John Barton is one of Canada’s pre-eminent poets. Though the thematic concerns of his poems are broad, his work often maps the emotional, psychic, and sexual terrain of queer male desire and the complexities of relationships between men.

I have long admired the expert craftsmanship and discipline in John’s work, the tautness of his lines, and the tension he’s able to evoke between the often formal demands of his poems (for example, in the sonnet or the villanelle) and the complicated, chaotic, rich emotion seething underneath. His new collection, Polari (Goose Lane, 2014), is an exceptional collection of poems, most written using set forms drawn from Robin Skelton’s The Shape of Our Singing: A Comprehensive Guide to Verse Forms and Metres from Around the World.
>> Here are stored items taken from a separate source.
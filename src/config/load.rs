use std::{env, path::PathBuf};

use super::schema::Settings;

/// Configuration loading helpers.
///
/// `Settings::load` tries environment variables first (prefix `RIFFLE__`), then an
/// optional config file and falls back to struct defaults.
impl Settings {
    /// Load settings from environment and optional config file.
    pub fn load() -> Result<Self, ::config::ConfigError> {
        let config_path = resolve_config_path();

        let mut builder = ::config::Config::builder();

        if let Some(path) = &config_path {
            builder = builder.add_source(::config::File::from(path.as_path()).required(false));
        }

        builder = builder.add_source(
            ::config::Environment::with_prefix("RIFFLE")
                .separator("__")
                .try_parsing(true),
        );

        let cfg = builder.build()?;
        let settings: Settings = cfg.try_deserialize()?;
        Ok(settings)
    }

    /// Perform basic validation checks on loaded settings.
    pub fn validate(&self) -> Result<(), String> {
        if !(0.0..=1.0).contains(&self.audio.volume) {
            return Err("audio.volume must be within 0..=1".to_string());
        }
        if !(self.audio.volume_step > 0.0 && self.audio.volume_step <= 1.0) {
            return Err("audio.volume_step must be within (0, 1]".to_string());
        }
        if !(1..=200).contains(&self.catalog.limit) {
            return Err("catalog.limit must be within 1..=200".to_string());
        }
        if self.catalog.timeout_secs == 0 {
            return Err("catalog.timeout_secs must be >= 1".to_string());
        }
        if self.ui.frame_interval_ms == 0 {
            return Err("ui.frame_interval_ms must be >= 1".to_string());
        }
        if self.ui.idle_poll_ms == 0 {
            return Err("ui.idle_poll_ms must be >= 1".to_string());
        }
        Ok(())
    }
}

/// Resolve the config path from `RIFFLE_CONFIG_PATH` or XDG defaults.
pub fn resolve_config_path() -> Option<PathBuf> {
    if let Some(p) = env::var_os("RIFFLE_CONFIG_PATH") {
        return Some(PathBuf::from(p));
    }
    default_config_path()
}

/// Compute the default config path under `$XDG_CONFIG_HOME/riffle/config.toml`
/// or `~/.config/riffle/config.toml` when `XDG_CONFIG_HOME` is not set.
pub fn default_config_path() -> Option<PathBuf> {
    let config_home = if let Some(xdg) = env::var_os("XDG_CONFIG_HOME") {
        Some(PathBuf::from(xdg))
    } else {
        env::var_os("HOME").map(|home| PathBuf::from(home).join(".config"))
    };

    config_home.map(|d| d.join("riffle").join("config.toml"))
}

/// Directory for log files: `$XDG_STATE_HOME/riffle` or `~/.local/state/riffle`.
pub fn default_state_dir() -> Option<PathBuf> {
    let state_home = if let Some(xdg) = env::var_os("XDG_STATE_HOME") {
        Some(PathBuf::from(xdg))
    } else {
        env::var_os("HOME").map(|home| PathBuf::from(home).join(".local").join("state"))
    };

    state_home.map(|d| d.join("riffle"))
}
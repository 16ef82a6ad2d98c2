//! Crate-level error type for startup and the terminal loop.

use thiserror::Error;

use crate::audio::AudioError;
use crate::catalog::FetchError;

#[derive(Debug, Error)]
pub enum Error {
    #[error("configuration error: {0}")]
    Config(#[from] ::config::ConfigError),
    #[error("invalid configuration: {0}")]
    InvalidConfig(String),
    #[error("audio error: {0}")]
    Audio(#[from] AudioError),
    #[error("catalog client error: {0}")]
    Catalog(#[from] FetchError),
    #[error("logging setup failed: {0}")]
    Logging(String),
    #[error("terminal error: {0}")]
    Io(#[from] std::io::Error),
}

pub type Result<T> = std::result::Result<T, Error>;
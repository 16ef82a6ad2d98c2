//! Playback core.
//!
//! [`Player`] ties the pure playlist [`store`] to an [`AudioEngine`] through
//! the [`binding`]. Every state change goes through [`Player::dispatch`],
//! which reduces the action and lets the binding reconcile the engine with
//! the new snapshot. Engine callbacks are queued and applied by
//! [`Player::pump`], so they never re-enter a dispatch in progress.

pub mod binding;
pub mod format;
pub mod store;
pub mod transport;

#[cfg(test)]
mod tests;

use std::collections::VecDeque;
use std::sync::Arc;
use std::sync::mpsc::{self, Receiver};

use tracing::debug;

use crate::audio::AudioEngine;

use binding::{EngineBinding, EngineEvent, Progress};
use store::{Action, PlayerState, Store, TrackId, TrackInfo};
use transport::{Bounds, Direction, seek_fraction_from_pointer, skip_target};

pub struct Player<E: AudioEngine> {
    store: Store,
    binding: EngineBinding<E>,
    events: Receiver<EngineEvent>,
    pending: VecDeque<Action>,
    dispatching: bool,
}

impl<E: AudioEngine> Player<E> {
    pub fn new(engine: E, volume: f32) -> Self {
        let initial = PlayerState::with_volume(volume);
        let (tx, rx) = mpsc::channel();
        let binding = EngineBinding::new(engine, tx, &initial);
        Self {
            store: Store::new(initial),
            binding,
            events: rx,
            pending: VecDeque::new(),
            dispatching: false,
        }
    }

    pub fn state(&self) -> Arc<PlayerState> {
        self.store.snapshot()
    }

    pub fn progress(&self) -> &Progress {
        self.binding.progress()
    }

    pub fn duration_label(&self) -> &str {
        self.binding.duration_label()
    }

    pub fn is_ticking(&self) -> bool {
        self.binding.is_ticking()
    }

    #[cfg(test)]
    pub(crate) fn binding(&self) -> &EngineBinding<E> {
        &self.binding
    }

    /// Apply `action` and reconcile the engine.
    ///
    /// Actions are processed strictly in order; an action queued while
    /// another is being reconciled runs after it.
    pub fn dispatch(&mut self, action: Action) {
        self.pending.push_back(action);
        if self.dispatching {
            return;
        }
        self.dispatching = true;
        while let Some(action) = self.pending.pop_front() {
            debug!(?action, "dispatch");
            let (prev, next) = self.store.dispatch(action);
            self.binding.reconcile(&prev, &next);
        }
        self.dispatching = false;
    }

    /// Drive the engine and apply any callbacks it produced.
    pub fn pump(&mut self) {
        self.binding.poll();
        while let Ok(event) = self.events.try_recv() {
            self.handle_event(event);
        }
    }

    fn handle_event(&mut self, event: EngineEvent) {
        let selected = self.state().selection.id;
        match event {
            EngineEvent::Audible(id) => {
                if selected != Some(id) {
                    debug!(track = id, "stale audible ignored");
                    return;
                }
                if self.binding.on_audible(id) {
                    self.dispatch(Action::SetPlayingForTrack { id, playing: true });
                    self.dispatch(Action::SetPlaying(true));
                }
            }
            EngineEvent::Ended(id) => {
                if selected != Some(id) {
                    debug!(track = id, "stale end ignored");
                    return;
                }
                debug!(track = id, "ended, advancing");
                self.binding.on_ended(id);
                self.dispatch(Action::SetPlayingForTrack { id, playing: false });
                self.skip(Direction::Next);
            }
        }
    }

    /// One animation frame: refresh the progress sample.
    pub fn frame(&mut self) {
        let state = self.state();
        self.binding.frame(&state);
    }

    /// Select `id` and mark it as wanting to play.
    ///
    /// The current selection is resumed where it stopped, not restarted.
    pub fn play_track(&mut self, id: TrackId) {
        let state = self.state();
        if state.track(id).is_none() {
            return;
        }
        if state.selection.id != Some(id) {
            self.dispatch(Action::SelectTrack(id));
        }
        self.dispatch(Action::SetPlayingForTrack { id, playing: true });
    }

    /// Move to the previous or next track, wrapping around.
    ///
    /// The old handle is stopped by the selection change. With a single
    /// track the target is the current selection, which is just resumed.
    pub fn skip(&mut self, direction: Direction) {
        let state = self.state();
        let Some(target) = skip_target(state.selection.index, state.playlist.len(), direction)
        else {
            return;
        };
        let id = state.playlist[target].id;
        self.play_track(id);
    }

    /// Play/pause toggle.
    ///
    /// With nothing selected this starts the first track.
    pub fn toggle_play(&mut self) {
        let state = self.state();
        if state.is_empty() {
            return;
        }
        match state.selected_track() {
            None => {
                let first = state.playlist[0].id;
                self.play_track(first);
            }
            Some(track) if track.is_playing => {
                let id = track.id;
                self.dispatch(Action::SetPlayingForTrack { id, playing: false });
                self.dispatch(Action::SetPlaying(false));
            }
            Some(track) => {
                let id = track.id;
                self.dispatch(Action::SetPlayingForTrack { id, playing: true });
            }
        }
    }

    pub fn pause(&mut self) {
        let state = self.state();
        if let Some(track) = state.selected_track().filter(|t| t.is_playing) {
            let id = track.id;
            self.dispatch(Action::SetPlayingForTrack { id, playing: false });
            self.dispatch(Action::SetPlaying(false));
        }
    }

    /// Seek the selected track to `fraction` of its length.
    pub fn seek(&mut self, fraction: f64) {
        let state = self.state();
        self.binding.seek(&state, fraction);
    }

    /// Seek to where the pointer sits on the track bar.
    pub fn seek_from_pointer(&mut self, x: f64, bar: &Bounds) {
        self.seek(seek_fraction_from_pointer(x, bar));
    }

    /// Move the playhead by `delta` seconds. No-op while the length is unknown.
    pub fn scrub(&mut self, delta: f64) {
        let state = self.state();
        let Some(duration) = self.binding.selected_duration(&state) else {
            return;
        };
        let Some(position) = self.binding.position(&state) else {
            return;
        };
        self.binding.seek(&state, (position + delta) / duration);
    }

    pub fn set_volume(&mut self, volume: f32) {
        self.dispatch(Action::SetVolume(volume));
    }

    pub fn change_volume(&mut self, delta: f32) {
        let volume = self.state().volume;
        self.set_volume(volume + delta);
    }

    /// Replace the playlist, releasing every handle of the old one first.
    pub fn load_playlist(&mut self, tracks: Vec<TrackInfo>) {
        self.binding.release_all();
        self.dispatch(Action::CreatePlaylist(tracks));
    }

    /// Pause whatever plays and unload the engine.
    pub fn shutdown(&mut self) {
        self.pause();
        self.binding.release_all();
    }
}

impl<E: AudioEngine> Drop for Player<E> {
    fn drop(&mut self) {
        self.shutdown();
    }
}
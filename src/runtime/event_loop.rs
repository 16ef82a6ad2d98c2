use std::time::Duration;

use crossterm::event::{
    self, Event, KeyCode, KeyEvent, KeyEventKind, MouseButton, MouseEvent, MouseEventKind,
};
use ratatui::{Terminal, backend::CrosstermBackend};
use tracing::info;

use crate::app::{App, InputMode, PointerTarget};
use crate::audio::AudioEngine;
use crate::catalog::{CatalogTrack, CatalogWorker, Query, Reply};
use crate::config;
use crate::error::Result;
use crate::player::Player;
use crate::player::store::PlayerState;
use crate::player::transport::Direction;
use crate::ui::{self, PlayerView};

/// State tracked by the runtime event loop across iterations.
pub struct EventLoopState {
    /// Internal two-key prefix state used for `gg` handling.
    pub pending_gg: bool,
    /// Selection serial seen on the previous iteration.
    last_selection_serial: u64,
}

impl EventLoopState {
    pub fn new(player_state: &PlayerState) -> Self {
        Self {
            pending_gg: false,
            last_selection_serial: player_state.selection_serial,
        }
    }
}

/// Main terminal event loop: drives the player, applies catalog replies,
/// draws and dispatches input. Returns `Ok(())` when the user quits.
pub fn run<E: AudioEngine>(
    terminal: &mut Terminal<CrosstermBackend<std::io::Stdout>>,
    settings: &config::Settings,
    app: &mut App,
    player: &mut Player<E>,
    catalog: &mut CatalogWorker,
    state: &mut EventLoopState,
) -> Result<()> {
    let frame_interval = Duration::from_millis(settings.ui.frame_interval_ms);
    let idle_poll = Duration::from_millis(settings.ui.idle_poll_ms);

    loop {
        player.pump();
        player.frame();

        if let Some(reply) = catalog.poll() {
            apply_reply(reply, app, player);
        }
        follow_selection(app, player, state);

        let snapshot = player.state();
        let view = PlayerView {
            state: &snapshot,
            progress: player.progress(),
            duration: player.duration_label(),
        };
        let mut hits = app.hits;
        terminal.draw(|f| hits = ui::draw(f, app, &view, &settings.ui, &settings.controls))?;
        app.hits = hits;

        let timeout = if player.is_ticking() {
            frame_interval
        } else {
            idle_poll
        };
        if event::poll(timeout)? {
            match event::read()? {
                Event::Key(key) if key.kind == KeyEventKind::Press => {
                    if handle_key_event(key, settings, app, player, catalog, state) {
                        break;
                    }
                }
                Event::Mouse(mouse) => handle_mouse_event(mouse, app, player),
                _ => {}
            }
        }
    }

    Ok(())
}

fn apply_reply<E: AudioEngine>(reply: Reply, app: &mut App, player: &mut Player<E>) {
    match reply.result {
        Some(tracks) => {
            info!(query = %reply.query.describe(), count = tracks.len(), "playlist replaced");
            player.load_playlist(tracks.iter().map(CatalogTrack::to_track_info).collect());
            app.set_results(reply.query, tracks);
        }
        // Already logged by the gateway; the old playlist stays.
        None => app.fetch_failed(),
    }
}

/// Move the cursor along when the player changes track on its own.
fn follow_selection<E: AudioEngine>(
    app: &mut App,
    player: &Player<E>,
    state: &mut EventLoopState,
) {
    let snapshot = player.state();
    if snapshot.selection_serial == state.last_selection_serial {
        return;
    }
    state.last_selection_serial = snapshot.selection_serial;
    if !app.follow_playback || snapshot.selection.is_unselected() {
        return;
    }
    if let Some(view) = app.view_index_of(snapshot.selection.index) {
        app.set_cursor(view);
    }
}

fn submit(app: &mut App, catalog: &mut CatalogWorker, query: Query) {
    info!(query = %query.describe(), "catalog request submitted");
    catalog.submit(query.clone());
    app.start_fetch(query);
}

fn handle_key_event<E: AudioEngine>(
    key: KeyEvent,
    settings: &config::Settings,
    app: &mut App,
    player: &mut Player<E>,
    catalog: &mut CatalogWorker,
    state: &mut EventLoopState,
) -> bool {
    if app.input_mode == InputMode::Query {
        state.pending_gg = false;
        match key.code {
            KeyCode::Esc => app.exit_query_mode(),
            KeyCode::Backspace => app.pop_query_char(),
            KeyCode::Enter => {
                if let Some(query) = app.submit_query() {
                    submit(app, catalog, query);
                }
            }
            KeyCode::Char(c) => {
                if !c.is_control() {
                    app.push_query_char(c);
                }
            }
            _ => {}
        }
        return false;
    }

    let scrub = settings.controls.scrub_seconds as f64;
    let step = settings.audio.volume_step;

    match key.code {
        KeyCode::Char('q') => return true,
        KeyCode::Char('/') => app.enter_query_mode(),
        KeyCode::Esc => app.volume_panel.hide(),
        KeyCode::Char('g') => {
            if state.pending_gg {
                app.follow_playback_off();
                app.first();
            }
            state.pending_gg = !state.pending_gg;
            return false;
        }
        KeyCode::Char('G') => {
            app.follow_playback_off();
            app.last();
        }
        KeyCode::Char('j') | KeyCode::Down => {
            app.follow_playback_off();
            app.next();
        }
        KeyCode::Char('k') | KeyCode::Up => {
            app.follow_playback_off();
            app.prev();
        }
        KeyCode::Enter => {
            if let Some(id) = app.cursor_track().map(|t| t.id) {
                app.follow_playback_on();
                player.play_track(id);
            }
        }
        KeyCode::Char('a') => {
            if let Some(query) = app.album_query() {
                submit(app, catalog, query);
            }
        }
        KeyCode::Char('p') | KeyCode::Char(' ') => {
            app.follow_playback_on();
            player.toggle_play();
        }
        KeyCode::Char('l') => {
            app.follow_playback_on();
            player.skip(Direction::Next);
        }
        KeyCode::Char('h') => {
            app.follow_playback_on();
            player.skip(Direction::Prev);
        }
        KeyCode::Char('L') => player.scrub(scrub),
        KeyCode::Char('H') => player.scrub(-scrub),
        KeyCode::Char('+') | KeyCode::Char('=') => player.change_volume(step),
        KeyCode::Char('-') => player.change_volume(-step),
        KeyCode::Char('v') => app.volume_panel.toggle(),
        KeyCode::Char('s') => app.cycle_sort(),
        _ => {}
    }

    // g pending clears on any other key
    state.pending_gg = false;
    false
}

fn handle_mouse_event<E: AudioEngine>(mouse: MouseEvent, app: &mut App, player: &mut Player<E>) {
    // Cell centers, so the last column of a bar maps close to 1.
    let x = f64::from(mouse.column) + 0.5;
    let y = f64::from(mouse.row) + 0.5;

    match mouse.kind {
        MouseEventKind::Down(MouseButton::Left) => {
            let target = app.pointer_down(x, y);
            match target {
                PointerTarget::VolumeSlider => drag_volume(x, app, player),
                PointerTarget::VolumeToggle => app.volume_panel.toggle(),
                PointerTarget::Progress => {
                    if let Some(bar) = app.hits.progress {
                        player.seek_from_pointer(x, &bar);
                    }
                }
                PointerTarget::Row(index) => {
                    app.follow_playback_off();
                    app.set_cursor(index);
                }
                PointerTarget::Nothing => {}
            }
        }
        MouseEventKind::Drag(MouseButton::Left) => drag_volume(x, app, player),
        MouseEventKind::Up(MouseButton::Left) => app.volume_drag.pointer_up(),
        MouseEventKind::ScrollDown => {
            app.follow_playback_off();
            app.next();
        }
        MouseEventKind::ScrollUp => {
            app.follow_playback_off();
            app.prev();
        }
        _ => {}
    }
}

fn drag_volume<E: AudioEngine>(x: f64, app: &App, player: &mut Player<E>) {
    let Some(slider) = app.hits.volume_slider else {
        return;
    };
    if let Some(volume) = app.volume_drag.pointer_move(x, &slider) {
        player.set_volume(volume);
    }
}
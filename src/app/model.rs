//! Application model: `App` and the input/pointer state around it.
//!
//! The `App` struct holds the current catalog results, the cursor, the query
//! being typed and the on-screen geometry recorded by the last draw. Playback
//! state itself lives in the player store; `App` only mirrors what the UI
//! needs to decide where input goes.

use crate::catalog::{CatalogTrack, Query, SearchStatus};
use crate::player::transport::{Bounds, Popover, VolumeDrag};

/// Where keystrokes go.
#[derive(Copy, Clone, Debug, PartialEq, Eq, Default)]
pub enum InputMode {
    #[default]
    Normal,
    /// Typing into the search field.
    Query,
}

/// Screen regions recorded by the last draw, used for mouse hit-testing.
#[derive(Copy, Clone, Debug, Default, PartialEq)]
pub struct HitAreas {
    pub progress: Option<Bounds>,
    pub volume_toggle: Option<Bounds>,
    pub volume_panel: Option<Bounds>,
    pub volume_slider: Option<Bounds>,
    /// Inner area of the result list.
    pub list: Option<Bounds>,
    /// Index of the first visible list row.
    pub list_offset: usize,
}

/// Field the result list is ordered by. The player's playlist keeps the
/// catalog order regardless.
#[derive(Copy, Clone, Debug, PartialEq, Eq, Default)]
pub enum SortField {
    /// As the catalog returned them.
    #[default]
    Catalog,
    Title,
    Artist,
    Album,
    Genre,
}

impl SortField {
    /// Next field in the cycle, wrapping back to catalog order.
    pub fn next(self) -> Self {
        match self {
            SortField::Catalog => SortField::Title,
            SortField::Title => SortField::Artist,
            SortField::Artist => SortField::Album,
            SortField::Album => SortField::Genre,
            SortField::Genre => SortField::Catalog,
        }
    }

    pub fn label(self) -> &'static str {
        match self {
            SortField::Catalog => "catalog",
            SortField::Title => "title",
            SortField::Artist => "artist",
            SortField::Album => "album",
            SortField::Genre => "genre",
        }
    }

    /// Sort key; tracks missing the field go last.
    fn key(self, track: &CatalogTrack) -> (bool, String) {
        let value = match self {
            SortField::Catalog => None,
            SortField::Title => Some(track.title.as_str()),
            SortField::Artist => Some(track.artist.as_str()),
            SortField::Album => track.album.as_deref(),
            SortField::Genre => track.genre.as_deref(),
        }
        .filter(|v| !v.is_empty());
        (value.is_none(), value.unwrap_or_default().to_lowercase())
    }
}

/// What a pointer press landed on.
#[derive(Copy, Clone, Debug, PartialEq)]
pub enum PointerTarget {
    Progress,
    VolumeSlider,
    VolumeToggle,
    /// A result row, by position in the sorted view.
    Row(usize),
    Nothing,
}

/// The main application model.
pub struct App {
    /// Playable results, in the same order as the player's playlist.
    pub results: Vec<CatalogTrack>,
    /// View position -> index into `results`.
    order: Vec<usize>,
    pub sort: SortField,
    /// Position in the sorted view.
    pub cursor: usize,
    pub input_mode: InputMode,
    pub query: String,
    /// Query whose results are on screen.
    pub last_query: Option<Query>,
    /// Query in flight.
    pub pending_query: Option<Query>,
    pub status: SearchStatus,

    /// Whether the cursor jumps to the track the player moves to.
    pub follow_playback: bool,

    pub volume_panel: Popover,
    pub volume_drag: VolumeDrag,
    pub hits: HitAreas,
}

impl Default for App {
    fn default() -> Self {
        Self::new()
    }
}

impl App {
    pub fn new() -> Self {
        Self {
            results: Vec::new(),
            order: Vec::new(),
            sort: SortField::default(),
            cursor: 0,
            input_mode: InputMode::Normal,
            query: String::new(),
            last_query: None,
            pending_query: None,
            status: SearchStatus::Idle,
            follow_playback: true,
            volume_panel: Popover::default(),
            volume_drag: VolumeDrag::default(),
            hits: HitAreas::default(),
        }
    }

    pub fn has_tracks(&self) -> bool {
        !self.results.is_empty()
    }

    pub fn cursor_track(&self) -> Option<&CatalogTrack> {
        self.track_at(self.cursor)
    }

    /// Track at a position of the sorted view.
    pub fn track_at(&self, view: usize) -> Option<&CatalogTrack> {
        self.order.get(view).and_then(|&i| self.results.get(i))
    }

    /// Results in view order, each with its playlist index.
    pub fn view(&self) -> impl Iterator<Item = (usize, &CatalogTrack)> {
        self.order.iter().map(|&i| (i, &self.results[i]))
    }

    /// View position of the track at `playlist_index`.
    pub fn view_index_of(&self, playlist_index: usize) -> Option<usize> {
        self.order.iter().position(|&i| i == playlist_index)
    }

    fn apply_sort(&mut self) {
        let mut order: Vec<usize> = (0..self.results.len()).collect();
        if self.sort != SortField::Catalog {
            let sort = self.sort;
            // Stable, so ties keep catalog order.
            order.sort_by_cached_key(|&i| sort.key(&self.results[i]));
        }
        self.order = order;
    }

    /// Switch to the next sort field, keeping the cursor on the same track.
    pub fn cycle_sort(&mut self) {
        let current = self.order.get(self.cursor).copied();
        self.sort = self.sort.next();
        self.apply_sort();
        self.cursor = current
            .and_then(|i| self.view_index_of(i))
            .unwrap_or(0);
    }

    /// Replace the result list after a successful request for `query`.
    pub fn set_results(&mut self, query: Query, results: Vec<CatalogTrack>) {
        self.status = SearchStatus::from_count(results.len());
        self.results = results;
        self.apply_sort();
        self.last_query = Some(query);
        self.pending_query = None;
        self.cursor = 0;
        self.follow_playback = true;
    }

    /// A request was sent for `query`.
    pub fn start_fetch(&mut self, query: Query) {
        self.pending_query = Some(query);
        self.status = SearchStatus::Fetching;
    }

    /// The latest request failed; results and their query stay as they were.
    pub fn fetch_failed(&mut self) {
        self.pending_query = None;
        self.status = SearchStatus::Failed;
    }

    pub fn next(&mut self) {
        if self.has_tracks() {
            self.cursor = (self.cursor + 1).min(self.results.len() - 1);
        }
    }

    pub fn prev(&mut self) {
        self.cursor = self.cursor.saturating_sub(1);
    }

    pub fn first(&mut self) {
        self.cursor = 0;
    }

    pub fn last(&mut self) {
        self.cursor = self.results.len().saturating_sub(1);
    }

    pub fn set_cursor(&mut self, index: usize) {
        if index < self.results.len() {
            self.cursor = index;
        }
    }

    /// Enable following playback (cursor follows the selected track).
    pub fn follow_playback_on(&mut self) {
        self.follow_playback = true;
    }

    /// Stop moving the cursor along with playback.
    pub fn follow_playback_off(&mut self) {
        self.follow_playback = false;
    }

    pub fn enter_query_mode(&mut self) {
        self.input_mode = InputMode::Query;
    }

    pub fn exit_query_mode(&mut self) {
        self.input_mode = InputMode::Normal;
    }

    pub fn push_query_char(&mut self, c: char) {
        self.query.push(c);
    }

    pub fn pop_query_char(&mut self) {
        self.query.pop();
    }

    /// Leave query mode and return the term to search for, if any.
    pub fn submit_query(&mut self) -> Option<Query> {
        let term = self.query.trim();
        if term.is_empty() {
            return None;
        }
        let query = Query::Search(term.to_string());
        self.exit_query_mode();
        Some(query)
    }

    /// Album lookup for the track under the cursor.
    pub fn album_query(&self) -> Option<Query> {
        self.cursor_track()
            .and_then(|t| t.collection_id)
            .map(Query::Album)
    }

    /// Global pointer-down: resolve the target, dismiss the volume panel when
    /// the press is outside it and start or end a volume drag.
    pub fn pointer_down(&mut self, x: f64, y: f64) -> PointerTarget {
        let target = self.pointer_target(x, y);
        self.dismiss_volume_panel(x, y);
        if target == PointerTarget::VolumeSlider {
            self.volume_drag.pointer_down();
        } else {
            // The release of an earlier drag may have been lost.
            self.volume_drag.pointer_up();
        }
        target
    }

    /// Resolve a pointer press against the last drawn layout.
    ///
    /// The volume panel sits on top of everything else, so it is checked first.
    pub fn pointer_target(&self, x: f64, y: f64) -> PointerTarget {
        let hits = &self.hits;
        if self.volume_panel.is_visible() && hits.volume_slider.is_some_and(|b| b.contains(x, y)) {
            return PointerTarget::VolumeSlider;
        }
        if hits.volume_toggle.is_some_and(|b| b.contains(x, y)) {
            return PointerTarget::VolumeToggle;
        }
        if hits.progress.is_some_and(|b| b.contains(x, y)) {
            return PointerTarget::Progress;
        }
        if let Some(list) = hits.list.filter(|b| b.contains(x, y)) {
            let row = (y - list.top).floor() as usize + hits.list_offset;
            if row < self.results.len() {
                return PointerTarget::Row(row);
            }
        }
        PointerTarget::Nothing
    }

    /// Global pointer-down handling for the volume popover.
    ///
    /// Returns `true` if the press closed the panel.
    pub fn dismiss_volume_panel(&mut self, x: f64, y: f64) -> bool {
        let toggle = self.hits.volume_toggle.unwrap_or_default();
        let panel = self.hits.volume_panel.unwrap_or_default();
        self.volume_panel
            .on_global_pointer_down(x, y, &toggle, &panel)
    }
}
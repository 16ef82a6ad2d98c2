//! Elapsed/total time labels shown by the player bar.

/// Label rendered for a missing, zero or non-finite time.
pub const ZERO_DURATION: &str = "0:00:00";

/// Format a millisecond count as `H:MM:SS`, rounding to the nearest second.
///
/// `None`, zero, negative and non-finite inputs all render as [`ZERO_DURATION`].
pub fn format_millis(ms: Option<f64>) -> String {
    let Some(ms) = ms.filter(|v| v.is_finite() && *v > 0.0) else {
        return ZERO_DURATION.to_string();
    };

    let total = (ms / 1000.0).round() as u64;
    let hours = total / 3600;
    let minutes = (total % 3600) / 60;
    let seconds = total % 60;
    format!("{}:{:02}:{:02}", hours, minutes, seconds)
}

/// Same as [`format_millis`] for a position expressed in seconds.
pub fn format_secs(secs: Option<f64>) -> String {
    format_millis(secs.map(|s| s * 1000.0))
}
John Barton has published eleven books of poetry and six chapbooks, including Hymn (Brick, 2009), For the Boy with the Eyes of the Virgin: Selected Poems (Nightwood, 2012), and Polari, (Goose Lane, 2014). Co-editor of Seminal: The Anthology of Canada’s Gay Male Poets (Arsenal Pulp, 2007), he has won three Archibald Lampman Awards, an Ottawa Book Award, a CBC Literary Award, and a National Magazine Award. From 1990 to 2003, he co-edited Ottawa’s Arc Poetry Magazine. He lives in Victoria, where he is the editor of The Malahat Review.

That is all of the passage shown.